__Source data__:
//! Rating store
//!
//! Owns the competitor table and the append-only match log. All mutation
//! goes through one mutex: a match commit is a read-compute-journal-write
//! critical section, so two commits sharing a competitor can never lose an
//! update to interleaving.
//!
//! Field validation (empty ids, self-matches) lives in the request layer;
//! the store enforces existence and uniqueness only.

use std::collections::BTreeMap;
use std::path::Path;
use std::sync::{Mutex, PoisonError};
use std::time::{SystemTime, UNIX_EPOCH};

use tracing::{debug, warn};

use types::competitor::Competitor;
use types::errors::RankingError;
use types::ids::CompetitorId;
use types::matches::MatchRecord;

use crate::elo::{self, MatchOutcome, DEFAULT_K_FACTOR};
use crate::journal::{JournalError, JournalRecord, MatchJournal};

/// Fallback initial rating for an empty store.
pub const DEFAULT_INITIAL_RATING: i32 = 1000;

/// Result of one committed match: both updated competitors plus the log
/// record, produced as a single atomic unit.
#[derive(Debug, Clone, PartialEq)]
pub struct CommittedMatch {
    pub winner: Competitor,
    pub loser: Competitor,
    pub record: MatchRecord,
}

struct StoreInner {
    /// BTreeMap for deterministic iteration: ranking ties resolve by id.
    competitors: BTreeMap<CompetitorId, i32>,
    /// In-memory tail of the match log.
    log: Vec<MatchRecord>,
    /// Sequence assigned to the next committed match.
    next_sequence: u64,
    /// Durable journal; None for ephemeral stores.
    journal: Option<MatchJournal>,
}

/// Durable mapping from competitor id to current rating, plus the match log.
pub struct RatingStore {
    inner: Mutex<StoreInner>,
}

impl RatingStore {
    /// Ephemeral store with no journal. Used by tests and by runs that
    /// opt out of durability.
    pub fn in_memory() -> Self {
        Self {
            inner: Mutex::new(StoreInner {
                competitors: BTreeMap::new(),
                log: Vec::new(),
                next_sequence: 1,
                journal: None,
            }),
        }
    }

    /// Open a journal-backed store, rebuilding state by replay.
    ///
    /// Creations insert rows; matches re-apply the Elo update, which is
    /// deterministic, so the rebuilt table matches the one that produced
    /// the journal.
    pub fn open(path: impl AsRef<Path>) -> Result<Self, JournalError> {
        let path = path.as_ref();
        let records = MatchJournal::read_all(path)?;

        let mut competitors: BTreeMap<CompetitorId, i32> = BTreeMap::new();
        let mut log: Vec<MatchRecord> = Vec::new();

        for record in records {
            match record {
                JournalRecord::CompetitorCreated { id, rating } => {
                    if competitors.insert(id.clone(), rating).is_some() {
                        warn!(%id, "duplicate creation in journal, keeping later rating");
                    }
                }
                JournalRecord::MatchPlayed(record) => {
                    let (Some(&w), Some(&l)) = (
                        competitors.get(&record.winner),
                        competitors.get(&record.loser),
                    ) else {
                        warn!(sequence = record.sequence, "journaled match references unknown competitor, skipping");
                        continue;
                    };
                    let (w_next, l_next) = next_ratings(w, l, record.draw);
                    competitors.insert(record.winner.clone(), w_next);
                    competitors.insert(record.loser.clone(), l_next);
                    log.push(record);
                }
            }
        }

        let next_sequence = log.last().map(|r| r.sequence + 1).unwrap_or(1);
        debug!(
            path = %path.display(),
            competitors = competitors.len(),
            matches = log.len(),
            "rating store restored from journal"
        );

        Ok(Self {
            inner: Mutex::new(StoreInner {
                competitors,
                log,
                next_sequence,
                journal: Some(MatchJournal::open(path)?),
            }),
        })
    }

    fn lock(&self) -> std::sync::MutexGuard<'_, StoreInner> {
        self.inner.lock().unwrap_or_else(PoisonError::into_inner)
    }

    /// Current state of one competitor.
    pub fn get(&self, id: &CompetitorId) -> Option<Competitor> {
        let inner = self.lock();
        inner
            .competitors
            .get(id)
            .map(|&rating| Competitor::new(id.clone(), rating))
    }

    /// Create a competitor with the given initial rating.
    pub fn create(&self, id: CompetitorId, rating: i32) -> Result<Competitor, RankingError> {
        let mut inner = self.lock();
        if inner.competitors.contains_key(&id) {
            return Err(RankingError::AlreadyExists { id });
        }

        if let Some(journal) = inner.journal.as_mut() {
            journal
                .append(&JournalRecord::CompetitorCreated {
                    id: id.clone(),
                    rating,
                })
                .map_err(|e| RankingError::Journal {
                    message: e.to_string(),
                })?;
        }

        inner.competitors.insert(id.clone(), rating);
        debug!(%id, rating, "competitor created");
        Ok(Competitor::new(id, rating))
    }

    /// Rounded mean of all current ratings, or the fixed fallback when the
    /// store is empty.
    pub fn default_initial_rating(&self) -> i32 {
        let inner = self.lock();
        if inner.competitors.is_empty() {
            return DEFAULT_INITIAL_RATING;
        }
        let sum: i64 = inner.competitors.values().map(|&r| i64::from(r)).sum();
        (sum as f64 / inner.competitors.len() as f64).round() as i32
    }

    /// Full ladder, descending by rating. Ties resolve by id, which keeps
    /// the order deterministic across calls.
    pub fn ranking(&self) -> Vec<Competitor> {
        let inner = self.lock();
        let mut out: Vec<Competitor> = inner
            .competitors
            .iter()
            .map(|(id, &rating)| Competitor::new(id.clone(), rating))
            .collect();
        out.sort_by(|a, b| b.rating.cmp(&a.rating));
        out
    }

    /// Commit one match: read both pre-match ratings, compute both next
    /// ratings, journal the record, then apply all three mutations.
    ///
    /// Either everything lands or nothing does: a failed journal append
    /// leaves ratings and log untouched.
    pub fn commit_match(
        &self,
        winner: &CompetitorId,
        loser: &CompetitorId,
        draw: bool,
    ) -> Result<CommittedMatch, RankingError> {
        let mut inner = self.lock();

        let w_rating = *inner
            .competitors
            .get(winner)
            .ok_or_else(|| RankingError::UnknownCompetitor { id: winner.clone() })?;
        let l_rating = *inner
            .competitors
            .get(loser)
            .ok_or_else(|| RankingError::UnknownCompetitor { id: loser.clone() })?;

        // Both sides computed from pre-match values.
        let (w_next, l_next) = next_ratings(w_rating, l_rating, draw);

        let record = MatchRecord {
            sequence: inner.next_sequence,
            winner: winner.clone(),
            loser: loser.clone(),
            draw,
            occurred_at: now_millis(),
        };

        if let Some(journal) = inner.journal.as_mut() {
            journal
                .append(&JournalRecord::MatchPlayed(record.clone()))
                .map_err(|e| RankingError::Journal {
                    message: e.to_string(),
                })?;
        }

        inner.next_sequence += 1;
        inner.competitors.insert(winner.clone(), w_next);
        inner.competitors.insert(loser.clone(), l_next);
        inner.log.push(record.clone());

        debug!(
            sequence = record.sequence,
            %winner,
            %loser,
            draw,
            winner_rating = w_next,
            loser_rating = l_next,
            "match committed"
        );

        Ok(CommittedMatch {
            winner: Competitor::new(winner.clone(), w_next),
            loser: Competitor::new(loser.clone(), l_next),
            record,
        })
    }

    /// Number of competitors in the store.
    pub fn competitor_count(&self) -> usize {
        self.lock().competitors.len()
    }

    /// Number of committed matches.
    pub fn match_count(&self) -> usize {
        self.lock().log.len()
    }
}

fn next_ratings(winner: i32, loser: i32, draw: bool) -> (i32, i32) {
    let (w_out, l_out) = if draw {
        (MatchOutcome::Draw, MatchOutcome::Draw)
    } else {
        (MatchOutcome::Win, MatchOutcome::Loss)
    };
    (
        elo::next_rating(winner, loser, w_out, DEFAULT_K_FACTOR),
        elo::next_rating(loser, winner, l_out, DEFAULT_K_FACTOR),
    )
}

fn now_millis() -> i64 {
    SystemTime::now()
        .duration_since(UNIX_EPOCH)
        .map(|d| d.as_millis() as i64)
        .unwrap_or(0)
}

#[cfg(test)]
mod tests {
    use super::*;

    fn id(s: &str) -> CompetitorId {
        CompetitorId::new(s)
    }

    #[test]
    fn duplicate_create_is_rejected_and_rating_kept() {
        let store = RatingStore::in_memory();
        store.create(id("alice"), 1200).unwrap();

        let err = store.create(id("alice"), 900).unwrap_err();
        assert_eq!(err, RankingError::AlreadyExists { id: id("alice") });
        assert_eq!(store.get(&id("alice")).unwrap().rating, 1200);
    }

    #[test]
    fn default_initial_rating_is_fallback_when_empty() {
        let store = RatingStore::in_memory();
        assert_eq!(store.default_initial_rating(), DEFAULT_INITIAL_RATING);
    }

    #[test]
    fn default_initial_rating_is_rounded_mean() {
        let store = RatingStore::in_memory();
        store.create(id("a"), 1000).unwrap();
        store.create(id("b"), 1001).unwrap();
        // mean 1000.5 rounds up
        assert_eq!(store.default_initial_rating(), 1001);
    }

    #[test]
    fn unknown_competitor_commit_mutates_nothing() {
        let store = RatingStore::in_memory();
        store.create(id("alice"), 1000).unwrap();

        let err = store.commit_match(&id("alice"), &id("ghost"), false).unwrap_err();
        assert_eq!(err, RankingError::UnknownCompetitor { id: id("ghost") });
        assert_eq!(store.get(&id("alice")).unwrap().rating, 1000);
        assert_eq!(store.match_count(), 0);
    }

    #[test]
    fn decisive_match_between_equals_moves_sixteen() {
        let store = RatingStore::in_memory();
        store.create(id("alice"), 1000).unwrap();
        store.create(id("bob"), 1000).unwrap();

        let committed = store.commit_match(&id("alice"), &id("bob"), false).unwrap();
        assert_eq!(committed.winner.rating, 1016);
        assert_eq!(committed.loser.rating, 984);
        assert_eq!(committed.record.sequence, 1);
        assert_eq!(store.match_count(), 1);
    }

    #[test]
    fn draw_between_equals_leaves_ratings_but_appends_record() {
        let store = RatingStore::in_memory();
        store.create(id("alice"), 1000).unwrap();
        store.create(id("bob"), 1000).unwrap();

        let committed = store.commit_match(&id("alice"), &id("bob"), true).unwrap();
        assert_eq!(committed.winner.rating, 1000);
        assert_eq!(committed.loser.rating, 1000);
        assert_eq!(store.match_count(), 1);
    }

    #[test]
    fn sequences_are_monotonic() {
        let store = RatingStore::in_memory();
        store.create(id("a"), 1000).unwrap();
        store.create(id("b"), 1000).unwrap();

        let first = store.commit_match(&id("a"), &id("b"), false).unwrap();
        let second = store.commit_match(&id("b"), &id("a"), false).unwrap();
        assert_eq!(first.record.sequence, 1);
        assert_eq!(second.record.sequence, 2);
    }

    #[test]
    fn ranking_is_descending_with_ties_by_id() {
        let store = RatingStore::in_memory();
        store.create(id("carol"), 1100).unwrap();
        store.create(id("bob"), 1000).unwrap();
        store.create(id("alice"), 1000).unwrap();

        let ids: Vec<String> = store
            .ranking()
            .into_iter()
            .map(|c| c.id.as_str().to_string())
            .collect();
        assert_eq!(ids, vec!["carol", "alice", "bob"]);
    }

    #[test]
    fn journal_backed_store_survives_reopen() {
        let dir = tempfile::tempdir().unwrap();
        let path = dir.path().join("ranker.journal");

        {
            let store = RatingStore::open(&path).unwrap();
            store.create(id("alice"), 1000).unwrap();
            store.create(id("bob"), 1000).unwrap();
            store.commit_match(&id("alice"), &id("bob"), false).unwrap();
        }

        let store = RatingStore::open(&path).unwrap();
        assert_eq!(store.get(&id("alice")).unwrap().rating, 1016);
        assert_eq!(store.get(&id("bob")).unwrap().rating, 984);
        assert_eq!(store.match_count(), 1);

        // Sequences continue where the journal left off.
        let committed = store.commit_match(&id("bob"), &id("alice"), false).unwrap();
        assert_eq!(committed.record.sequence, 2);
    }
}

__Task requirements__: Your task is to copy every line in the entries that holds the string "warn".

__Task response__:
use tracing::{debug, warn};
                        warn!(%id, "duplicate creation in journal, keeping later rating");
                        warn!(sequence = record.sequence, "journaled match references unknown competitor, skipping");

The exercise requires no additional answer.